## YOUR ASSIGNMENT
Pull every line with "impl" from the entries below.

═════ LISTED RECORDS ═════

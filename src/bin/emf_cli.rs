use std::path::PathBuf;
use std::process::ExitCode;
use std::sync::Arc;
use std::time::Duration;

use anyhow::{anyhow, bail, Context, Result};
use clap::{Parser, Subcommand, ValueEnum};
use emf_probe::autobalance::{
    AutobalanceController, AutobalanceEvent, AutobalancePhase, MemoryStore, PhaseOutcome,
    SensorSample,
};
use emf_probe::config::AppConfig;
use emf_probe::measurement::MeasurementEngine;
use emf_probe::protocol::{
    DeviceCommand, LineMode, ProtocolVariant, RawMeasurement, TargetEmf, UnitStatus,
};
use rand::Rng;
use serde::Serialize;
use tokio_stream::wrappers::BroadcastStream;
use tokio_stream::StreamExt;

#[derive(Parser, Debug)]
#[command(name = "emf_cli", about = "Diagnostic harness for the EMF probe protocol and calibration")]
struct Cli {
    /// JSON configuration file (defaults are used when absent or invalid)
    #[arg(long)]
    config: Option<PathBuf>,
    #[command(subcommand)]
    command: Commands,
}

#[derive(Clone, Copy, Debug, ValueEnum)]
enum VariantArg {
    Serial,
    Ble,
}

impl From<VariantArg> for ProtocolVariant {
    fn from(arg: VariantArg) -> Self {
        match arg {
            VariantArg::Serial => ProtocolVariant::Serial,
            VariantArg::Ble => ProtocolVariant::Ble,
        }
    }
}

#[derive(Clone, Copy, Debug, ValueEnum)]
enum PhaseArg {
    Compass,
    Horizontal,
    Vertical,
}

impl From<PhaseArg> for AutobalancePhase {
    fn from(arg: PhaseArg) -> Self {
        match arg {
            PhaseArg::Compass => AutobalancePhase::Compass,
            PhaseArg::Horizontal => AutobalancePhase::Horizontal,
            PhaseArg::Vertical => AutobalancePhase::Vertical,
        }
    }
}

#[derive(Subcommand, Debug)]
enum Commands {
    /// Encode a command and print the frame as hex
    Encode {
        /// start, stop, frequency, gain, calibrate, status, autobalance,
        /// version, line, target, unit
        command: String,
        /// Command arguments (e.g. `frequency 22600`, `unit U7 READY`)
        args: Vec<String>,
        #[arg(long, value_enum)]
        variant: Option<VariantArg>,
    },
    /// Decode a hex device response and print it as JSON
    Decode {
        hex: String,
        #[arg(long, value_enum)]
        variant: Option<VariantArg>,
    },
    /// Run one raw measurement through the calibration pipeline
    Reading {
        #[arg(long)]
        signal: f64,
        #[arg(long)]
        frequency: f64,
        #[arg(long)]
        temperature: f64,
        #[arg(long, default_value_t = 0.0)]
        phase: f64,
    },
    /// Simulate one autobalance phase with noisy samples around a fixed offset
    Autobalance {
        #[arg(long, value_enum, default_value_t = PhaseArg::Horizontal)]
        phase: PhaseArg,
        #[arg(long, default_value_t = 40)]
        points: usize,
        #[arg(long, default_value_t = 0.05)]
        noise: f64,
        #[arg(long, default_value_t = 0.3)]
        offset: f64,
    },
}

#[derive(Serialize)]
struct SimulationReport {
    outcome: String,
    events: Vec<AutobalanceEvent>,
    state: emf_probe::AutobalanceState,
}

fn main() -> ExitCode {
    tracing_subscriber::fmt::init();

    match run() {
        Ok(()) => ExitCode::SUCCESS,
        Err(err) => {
            eprintln!("Error: {err:?}");
            ExitCode::from(1)
        }
    }
}

fn run() -> Result<()> {
    let cli = Cli::parse();
    let config = cli
        .config
        .as_ref()
        .map(AppConfig::load_from_file)
        .unwrap_or_default();

    let variant_or_config =
        |arg: Option<VariantArg>| arg.map(ProtocolVariant::from).unwrap_or(config.protocol.variant);

    match cli.command {
        Commands::Encode {
            command,
            args,
            variant,
        } => run_encode(variant_or_config(variant), &command, &args),
        Commands::Decode { hex, variant } => run_decode(variant_or_config(variant), &hex),
        Commands::Reading {
            signal,
            frequency,
            temperature,
            phase,
        } => run_reading(
            &config,
            RawMeasurement {
                frequency,
                magnitude: signal,
                phase,
                temperature,
            },
        ),
        Commands::Autobalance {
            phase,
            points,
            noise,
            offset,
        } => run_autobalance(&config, phase.into(), points, noise, offset),
    }
}

fn run_encode(variant: ProtocolVariant, command: &str, args: &[String]) -> Result<()> {
    let command = parse_command(command, args)?;
    let frame = variant
        .encode_command(&command)
        .with_context(|| format!("encoding {:?} for {}", command, variant))?;
    println!("{}", to_hex(&frame));
    Ok(())
}

fn run_decode(variant: ProtocolVariant, hex: &str) -> Result<()> {
    let frame = from_hex(hex)?;
    let response = variant
        .decode_response(&frame)
        .with_context(|| format!("decoding {} frame", variant))?;
    println!("{}", serde_json::to_string_pretty(&response)?);
    Ok(())
}

fn run_reading(config: &AppConfig, raw: RawMeasurement) -> Result<()> {
    let engine = MeasurementEngine::from_config(&config.measurement);
    match engine.process_now(&raw) {
        Ok(reading) => println!("{}", serde_json::to_string_pretty(&reading)?),
        Err(err) => bail!("measurement rejected: {}", err),
    }
    Ok(())
}

fn run_autobalance(
    config: &AppConfig,
    phase: AutobalancePhase,
    points: usize,
    noise: f64,
    offset: f64,
) -> Result<()> {
    let noise = validate_noise(noise)?;
    let runtime = tokio::runtime::Builder::new_current_thread()
        .enable_time()
        .build()
        .context("building tokio runtime")?;

    runtime.block_on(async move {
        let controller =
            AutobalanceController::new(Arc::new(MemoryStore::new()), &config.autobalance);
        let events = BroadcastStream::new(controller.subscribe());

        controller.start(phase).context("starting phase")?;

        let mut rng = rand::thread_rng();
        let mut outcome = None;
        for i in 0..points {
            let jitter = |rng: &mut rand::rngs::ThreadRng| rng.gen_range(-noise..=noise);
            let sample = SensorSample::new(
                offset + jitter(&mut rng),
                -offset + jitter(&mut rng),
                9.81 + offset + jitter(&mut rng),
                i as u64 * 20,
            );
            let finished = controller.ingest(&sample)?;
            if let Some(first) = finished.into_iter().next() {
                outcome = Some(first);
                break;
            }
        }

        let outcome = match outcome {
            Some(outcome) => outcome,
            None => controller.finish(phase).context("finishing phase")?,
        };

        let state = controller.state()?;
        // the stream ends once every sender is gone
        drop(controller);
        let events: Vec<AutobalanceEvent> = tokio::time::timeout(
            Duration::from_secs(1),
            events.filter_map(|event| event.ok()).collect(),
        )
        .await
        .context("draining autobalance events")?;

        let report = SimulationReport {
            outcome: describe_outcome(&outcome),
            events,
            state,
        };
        println!("{}", serde_json::to_string_pretty(&report)?);
        Ok::<(), anyhow::Error>(())
    })
}

fn validate_noise(noise: f64) -> Result<f64> {
    if !noise.is_finite() || noise < 0.0 {
        bail!("--noise must be a finite, non-negative amplitude, got {}", noise);
    }
    Ok(noise)
}

fn describe_outcome(outcome: &PhaseOutcome) -> String {
    match outcome {
        PhaseOutcome::Finished { phase, collected } => {
            format!("{} finished with {} points", phase.display_name(), collected)
        }
        PhaseOutcome::Abandoned {
            phase,
            collected,
            required,
        } => format!(
            "{} abandoned: {} of {} required points",
            phase.display_name(),
            collected,
            required
        ),
    }
}

fn parse_command(name: &str, args: &[String]) -> Result<DeviceCommand> {
    let arg = |index: usize| -> Result<&str> {
        args.get(index)
            .map(String::as_str)
            .ok_or_else(|| anyhow!("`{}` needs argument {}", name, index + 1))
    };
    let flag = |index: usize| -> Result<bool> {
        match arg(index)? {
            "on" | "1" | "true" => Ok(true),
            "off" | "0" | "false" => Ok(false),
            other => bail!("expected on/off, got {}", other),
        }
    };

    let command = match name {
        "start" => DeviceCommand::StartMeasurement,
        "stop" => DeviceCommand::StopMeasurement,
        "status" => DeviceCommand::GetStatus,
        "version" => DeviceCommand::GetVersion,
        "frequency" => DeviceCommand::SetFrequency {
            hz: arg(0)?.parse().context("frequency in Hz")?,
        },
        "gain" => DeviceCommand::SetGain {
            gain: arg(0)?.parse().context("gain")?,
        },
        "calibrate" => DeviceCommand::Calibrate {
            enable: if args.is_empty() { true } else { flag(0)? },
        },
        "autobalance" => DeviceCommand::Autobalance { enable: flag(0)? },
        "line" => DeviceCommand::LineMode(LineMode {
            length: arg(0)?.parse().context("line length")?,
            points: arg(1)?.parse().context("point count")?,
        }),
        "target" => DeviceCommand::TarEmf(TargetEmf {
            depth: arg(0)?.parse().context("target depth")?,
            signal: arg(1)?.parse().context("target signal")?,
        }),
        "unit" => DeviceCommand::UtEmf(UnitStatus::new(arg(0)?, arg(1)?)),
        other => bail!("unknown command `{}`", other),
    };
    Ok(command)
}

fn to_hex(bytes: &[u8]) -> String {
    bytes
        .iter()
        .map(|b| format!("{:02X}", b))
        .collect::<Vec<_>>()
        .join(" ")
}

fn from_hex(text: &str) -> Result<Vec<u8>> {
    let digits: String = text.chars().filter(|c| !c.is_whitespace()).collect();
    if digits.len() % 2 != 0 {
        bail!("hex string has an odd number of digits");
    }
    (0..digits.len())
        .step_by(2)
        .map(|i| {
            u8::from_str_radix(&digits[i..i + 2], 16)
                .with_context(|| format!("invalid hex byte `{}`", &digits[i..i + 2]))
        })
        .collect()
}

═════

## ANSWER FOR THE TASK
impl From<VariantArg> for ProtocolVariant {
impl From<PhaseArg> for AutobalancePhase {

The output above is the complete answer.